Take the records below and retype them line by line, from the first line through the one containing "holdings, orders and"; stop there.

▶ _Items from a dataset_:
++++++++
#![cfg_attr(
    test,
    allow(
        clippy::unwrap_used,
        clippy::expect_used,
        clippy::float_cmp,
        clippy::significant_drop_tightening,
        clippy::too_many_lines,
        clippy::needless_pass_by_value,
        clippy::items_after_statements
    )
)]

//! Desk Sync - Brokerage to Spreadsheet Glue
//!
//! Keeps a trading spreadsheet in step with a Kite Connect account: live
//! prices stream into the INPUT sheet, positions, holdings, orders and
//! funds are polled into their own sheets, and order instructions typed
//! into the grid are placed, tracked, modified and cancelled.
//!
//! # Layers (inside → outside)
//!
//! - **Domain**: symbols, instruments, row subscriptions, ticks, cells and
//!   order instructions, with no I/O
//! - **Application**: ports, the shared session, use cases and the sync loop
//! - **Infrastructure**: Kite REST and ticker adapters, the workbook grid,
//!   the local HTTP server, config, logging and metrics
//!
//! # Data Flow
//!
//! ```text
//! Kite ticker WS ──► TickCache ◄──┐
//!                                 │
//! Kite REST ◄──────────────► SyncLoop ◄──► Workbook ◄──► macro layer
//!                                 ▲                          │
//!                                 └──── refresh queue ◄── POST /refresh_symbol
//! ```

#![forbid(unsafe_code)]
#![warn(missing_docs)]
#![warn(clippy::pedantic)]

// =============================================================================
// Module Declarations
// =============================================================================

/// Domain layer - Desk types with no external dependencies.
pub mod domain;

/// Application layer - Use cases, ports and the sync loop.
pub mod application;

/// Infrastructure layer - Adapters and external integrations.
pub mod infrastructure;

// =============================================================================
// Re-exports
// =============================================================================

// Domain types
pub use domain::market_data::{Tick, TickCache};
pub use domain::subscription::{
    RowBinding, RowNumber, RowSubscriptionTracker, SubscriptionChanges, SubscriptionStats,
};
pub use domain::symbol::{InstrumentToken, SymbolKey};

// Application
pub use application::ports::{BrokeragePort, TickFeedPort, WorkbookPort};
pub use application::services::{SyncLoop, SyncLoopConfig, refresh_queue};
pub use application::session::{DeskSession, load_directory};

// Infrastructure config
pub use infrastructure::config::{ConfigError, Credentials, DeskSettings};

// HTTP server
pub use infrastructure::http::{DeskServer, HttpServerError, HttpState, create_router};

// Adapters
pub use infrastructure::kite::{KiteBrokerageAdapter, KiteConfig, KiteError};
pub use infrastructure::ticker::{TickerClient, TickerClientConfig, TickerHandle, ticker};
pub use infrastructure::workbook::MemoryWorkbook;

// Metrics
pub use infrastructure::metrics::init_metrics;

// Telemetry
pub use infrastructure::telemetry::{TelemetryConfig, TelemetryGuard, init as init_telemetry};
//! Desk Configuration Settings
//!
//! Configuration types for the desk, loaded from environment variables.

use std::path::{Path, PathBuf};
use std::time::Duration;

/// Default Kite Connect REST root.
pub const DEFAULT_API_URL: &str = "https://api.kite.trade";

/// Default Kite Ticker WebSocket root.
pub const DEFAULT_TICKER_URL: &str = "wss://ws.kite.trade";

/// Exchanges whose instrument dumps are loaded at startup.
pub const DEFAULT_PREFETCH_EXCHANGES: [&str; 5] = ["NSE", "NFO", "BSE", "BFO", "MCX"];

/// Kite API credentials.
#[derive(Clone)]
pub struct Credentials {
    api_key: String,
    access_token: String,
}

impl Credentials {
    /// Create new credentials.
    #[must_use]
    pub const fn new(api_key: String, access_token: String) -> Self {
        Self {
            api_key,
            access_token,
        }
    }

    /// Get the API key.
    #[must_use]
    pub fn api_key(&self) -> &str {
        &self.api_key
    }

    /// Get the access token.
    #[must_use]
    pub fn access_token(&self) -> &str {
        &self.access_token
    }

    /// Value of the `Authorization` header.
    #[must_use]
    pub fn authorization(&self) -> String {
        format!("token {}:{}", self.api_key, self.access_token)
    }
}

impl std::fmt::Debug for Credentials {
    fn fmt(&self, f: &mut std::fmt::Formatter<'_>) -> std::fmt::Result {
        f.debug_struct("Credentials")
            .field("api_key", &"[REDACTED]")
            .field("access_token", &"[REDACTED]")
            .finish()
    }
}

/// Ticker connection settings.
#[derive(Debug, Clone)]
pub struct TickerSettings {
    /// WebSocket root URL.
    pub url: String,
    /// Initial reconnection delay.
    pub reconnect_delay_initial: Duration,
    /// Maximum reconnection delay.
    pub reconnect_delay_max: Duration,
    /// Reconnection delay multiplier for exponential backoff.
    pub reconnect_delay_multiplier: f64,
    /// Maximum reconnection attempts before giving up (0 = unlimited).
    pub max_reconnect_attempts: u32,
    /// Silence after which the connection is considered dead.
    pub read_timeout: Duration,
}

impl Default for TickerSettings {
    fn default() -> Self {
        Self {
            url: DEFAULT_TICKER_URL.to_string(),
            reconnect_delay_initial: Duration::from_secs(2),
            reconnect_delay_max: Duration::from_secs(60),
            reconnect_delay_multiplier: 2.0,
            max_reconnect_attempts: 50,
            read_timeout: Duration::from_secs(10),
        }
    }
}

/// Sync loop timing.
#[derive(Debug, Clone)]
pub struct SyncSettings {
    /// Interval between general syncs.
    pub general_interval: Duration,
    /// Minimum interval between INPUT price refreshes.
    pub input_refresh_interval: Duration,
    /// Sleep between loop iterations.
    pub loop_tick: Duration,
}

impl Default for SyncSettings {
    fn default() -> Self {
        Self {
            general_interval: Duration::from_secs(2),
            input_refresh_interval: Duration::from_millis(1000),
            loop_tick: Duration::from_millis(10),
        }
    }
}

/// Complete desk configuration.
#[derive(Debug, Clone)]
pub struct DeskSettings {
    /// API credentials.
    pub credentials: Credentials,
    /// REST root URL.
    pub api_url: String,
    /// Local HTTP port for refresh requests and the sheet bridge.
    pub http_port: u16,
    /// Exchanges loaded into the instrument directory.
    pub prefetch_exchanges: Vec<String>,
    /// Ticker connection settings.
    pub ticker: TickerSettings,
    /// Sync loop timing.
    pub sync: SyncSettings,
}

impl DeskSettings {
    /// Create configuration from environment variables.
    ///
    /// Reads the access token from `KITE_ACCESS_TOKEN_FILE`.
    ///
    /// # Errors
    ///
    /// Returns an error if `KITE_API_KEY` is missing or empty, or the token
    /// file cannot be read.
    pub fn from_env() -> Result<Self, ConfigError> {
        Self::from_lookup(|key| std::env::var(key).ok())
    }

    /// Create configuration from an arbitrary variable source.
    ///
    /// # Errors
    ///
    /// See [`Self::from_env`].
    pub fn from_lookup<L>(lookup: L) -> Result<Self, ConfigError>
    where
        L: Fn(&str) -> Option<String>,
    {
        let api_key = lookup("KITE_API_KEY")
            .ok_or_else(|| ConfigError::MissingEnvVar("KITE_API_KEY".to_string()))?;
        if api_key.trim().is_empty() {
            return Err(ConfigError::EmptyValue("KITE_API_KEY".to_string()));
        }

        let token_file = lookup("KITE_ACCESS_TOKEN_FILE")
            .filter(|v| !v.trim().is_empty())
            .map_or_else(|| PathBuf::from("access_token.txt"), PathBuf::from);
        let access_token = read_access_token(&token_file)?;

        let ticker_defaults = TickerSettings::default();
        let ticker = TickerSettings {
            url: lookup("KITE_TICKER_URL").unwrap_or(ticker_defaults.url),
            reconnect_delay_initial: parse_millis(
                &lookup,
                "DESK_RECONNECT_DELAY_INITIAL_MS",
                ticker_defaults.reconnect_delay_initial,
            ),
            reconnect_delay_max: parse_secs(
                &lookup,
                "DESK_RECONNECT_DELAY_MAX_SECS",
                ticker_defaults.reconnect_delay_max,
            ),
            reconnect_delay_multiplier: ticker_defaults.reconnect_delay_multiplier,
            max_reconnect_attempts: parse_or(
                &lookup,
                "DESK_MAX_RECONNECT_ATTEMPTS",
                ticker_defaults.max_reconnect_attempts,
            ),
            read_timeout: ticker_defaults.read_timeout,
        };

        let sync_defaults = SyncSettings::default();
        let sync = SyncSettings {
            general_interval: parse_secs(
                &lookup,
                "DESK_GENERAL_INTERVAL_SECS",
                sync_defaults.general_interval,
            ),
            input_refresh_interval: parse_millis(
                &lookup,
                "DESK_INPUT_REFRESH_MS",
                sync_defaults.input_refresh_interval,
            ),
            loop_tick: parse_millis(&lookup, "DESK_LOOP_TICK_MS", sync_defaults.loop_tick),
        };

        let prefetch_exchanges = lookup("DESK_PREFETCH_EXCHANGES")
            .map(|v| parse_exchange_list(&v))
            .filter(|list| !list.is_empty())
            .unwrap_or_else(|| {
                DEFAULT_PREFETCH_EXCHANGES
                    .iter()
                    .map(ToString::to_string)
                    .collect()
            });

        Ok(Self {
            credentials: Credentials::new(api_key.trim().to_string(), access_token),
            api_url: lookup("KITE_API_URL").unwrap_or_else(|| DEFAULT_API_URL.to_string()),
            http_port: parse_or(&lookup, "DESK_HTTP_PORT", 5000),
            prefetch_exchanges,
            ticker,
            sync,
        })
    }

    /// Ticker URL carrying the credentials as query parameters.
    #[must_use]
    pub fn ticker_url(&self) -> String {
        format!(
            "{}?api_key={}&access_token={}",
            self.ticker.url.trim_end_matches('/'),
            self.credentials.api_key(),
            self.credentials.access_token()
        )
    }
}

/// Read and trim the access token file.
///
/// # Errors
///
/// Returns `ConfigError::TokenFile` when the file cannot be read, and
/// `ConfigError::EmptyValue` when it holds only whitespace.
pub fn read_access_token(path: &Path) -> Result<String, ConfigError> {
    let raw = std::fs::read_to_string(path).map_err(|source| ConfigError::TokenFile {
        path: path.to_path_buf(),
        source,
    })?;
    let token = raw.trim();
    if token.is_empty() {
        return Err(ConfigError::EmptyValue(path.display().to_string()));
    }
    Ok(token.to_string())
}

/// Configuration error.
#[derive(Debug, thiserror::Error)]
pub enum ConfigError {
    /// Required environment variable is missing.
    #[error("missing required environment variable: {0}")]
    MissingEnvVar(String),
    /// Environment variable or file has empty value.
    #[error("{0} cannot be empty")]
    EmptyValue(String),
    /// The access token file could not be read.
    #[error("cannot read access token file {}: {source}", path.display())]
    TokenFile {
        /// Path that was read.
        path: PathBuf,
        /// Underlying I/O error.
        source: std::io::Error,
    },
}

fn parse_exchange_list(raw: &str) -> Vec<String> {
    raw.split(',')
        .map(|part| part.trim().to_uppercase())
        .filter(|part| !part.is_empty())
        .collect()
}

fn parse_or<L, T>(lookup: &L, key: &str, default: T) -> T
where
    L: Fn(&str) -> Option<String>,
    T: std::str::FromStr,
{
    lookup(key)
        .and_then(|v| v.trim().parse().ok())
        .unwrap_or(default)
}

fn parse_secs<L>(lookup: &L, key: &str, default: Duration) -> Duration
where
    L: Fn(&str) -> Option<String>,
{
    lookup(key)
        .and_then(|v| v.trim().parse::<u64>().ok())
        .map_or(default, Duration::from_secs)
}

fn parse_millis<L>(lookup: &L, key: &str, default: Duration) -> Duration
where
    L: Fn(&str) -> Option<String>,
{
    lookup(key)
        .and_then(|v| v.trim().parse::<u64>().ok())
        .map_or(default, Duration::from_millis)
}

#[cfg(test)]
mod tests {
    use std::collections::HashMap;
    use std::io::Write;

    use super::*;

    fn token_file(contents: &str) -> tempfile::NamedTempFile {
        let mut file = tempfile::NamedTempFile::new().unwrap();
        file.write_all(contents.as_bytes()).unwrap();
        file
    }

    fn lookup_from(vars: HashMap<&'static str, String>) -> impl Fn(&str) -> Option<String> {
        move |key| vars.get(key).cloned()
    }

    #[test]
    fn defaults_apply_when_only_required_vars_set() {
        let file = token_file("abc123\n");
        let vars = HashMap::from([
            ("KITE_API_KEY", "key".to_string()),
            (
                "KITE_ACCESS_TOKEN_FILE",
                file.path().display().to_string(),
            ),
        ]);

        let settings = DeskSettings::from_lookup(lookup_from(vars)).unwrap();

        assert_eq!(settings.credentials.access_token(), "abc123");
        assert_eq!(settings.api_url, DEFAULT_API_URL);
        assert_eq!(settings.http_port, 5000);
        assert_eq!(settings.prefetch_exchanges, ["NSE", "NFO", "BSE", "BFO", "MCX"]);
        assert_eq!(settings.ticker.max_reconnect_attempts, 50);
        assert_eq!(settings.ticker.reconnect_delay_max, Duration::from_secs(60));
        assert_eq!(settings.sync.general_interval, Duration::from_secs(2));
        assert_eq!(settings.sync.loop_tick, Duration::from_millis(10));
    }

    #[test]
    fn overrides_are_parsed() {
        let file = token_file("tok");
        let vars = HashMap::from([
            ("KITE_API_KEY", "key".to_string()),
            (
                "KITE_ACCESS_TOKEN_FILE",
                file.path().display().to_string(),
            ),
            ("DESK_HTTP_PORT", "5050".to_string()),
            ("DESK_PREFETCH_EXCHANGES", " nse, mcx ,".to_string()),
            ("DESK_MAX_RECONNECT_ATTEMPTS", "0".to_string()),
            ("DESK_INPUT_REFRESH_MS", "250".to_string()),
        ]);

        let settings = DeskSettings::from_lookup(lookup_from(vars)).unwrap();

        assert_eq!(settings.http_port, 5050);
        assert_eq!(settings.prefetch_exchanges, ["NSE", "MCX"]);
        assert_eq!(settings.ticker.max_reconnect_attempts, 0);
        assert_eq!(settings.sync.input_refresh_interval, Duration::from_millis(250));
    }

    #[test]
    fn missing_api_key_is_an_error() {
        let err = DeskSettings::from_lookup(|_| None).unwrap_err();
        assert!(matches!(err, ConfigError::MissingEnvVar(ref k) if k == "KITE_API_KEY"));
    }

    #[test]
    fn missing_token_file_is_an_error() {
        let vars = HashMap::from([
            ("KITE_API_KEY", "key".to_string()),
            ("KITE_ACCESS_TOKEN_FILE", "/nonexistent/token.txt".to_string()),
        ]);
        let err = DeskSettings::from_lookup(lookup_from(vars)).unwrap_err();
        assert!(matches!(err, ConfigError::TokenFile { .. }));
    }

    #[test]
    fn blank_token_file_is_an_error() {
        let file = token_file("  \n");
        assert!(matches!(
            read_access_token(file.path()),
            Err(ConfigError::EmptyValue(_))
        ));
    }

    #[test]
    fn ticker_url_carries_credentials() {
        let file = token_file("tok");
        let vars = HashMap::from([
            ("KITE_API_KEY", "key".to_string()),
            (
                "KITE_ACCESS_TOKEN_FILE",
                file.path().display().to_string(),
            ),
        ]);
        let settings = DeskSettings::from_lookup(lookup_from(vars)).unwrap();
        assert_eq!(
            settings.ticker_url(),
            "wss://ws.kite.trade?api_key=key&access_token=tok"
        );
        assert_eq!(settings.credentials.authorization(), "token key:tok");
    }

    #[test]
    fn credentials_redacted_debug() {
        let creds = Credentials::new("key123".to_string(), "secret456".to_string());
        let debug = format!("{creds:?}");
        assert!(!debug.contains("key123"));
        assert!(!debug.contains("secret456"));
        assert!(debug.contains("[REDACTED]"));
    }
}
++++++++
▶ _EXERCISE ANSWER_:
#![cfg_attr(
    test,
    allow(
        clippy::unwrap_used,
        clippy::expect_used,
        clippy::float_cmp,
        clippy::significant_drop_tightening,
        clippy::too_many_lines,
        clippy::needless_pass_by_value,
        clippy::items_after_statements
    )
)]

//! Desk Sync - Brokerage to Spreadsheet Glue
//!
//! Keeps a trading spreadsheet in step with a Kite Connect account: live
//! prices stream into the INPUT sheet, positions, holdings, orders and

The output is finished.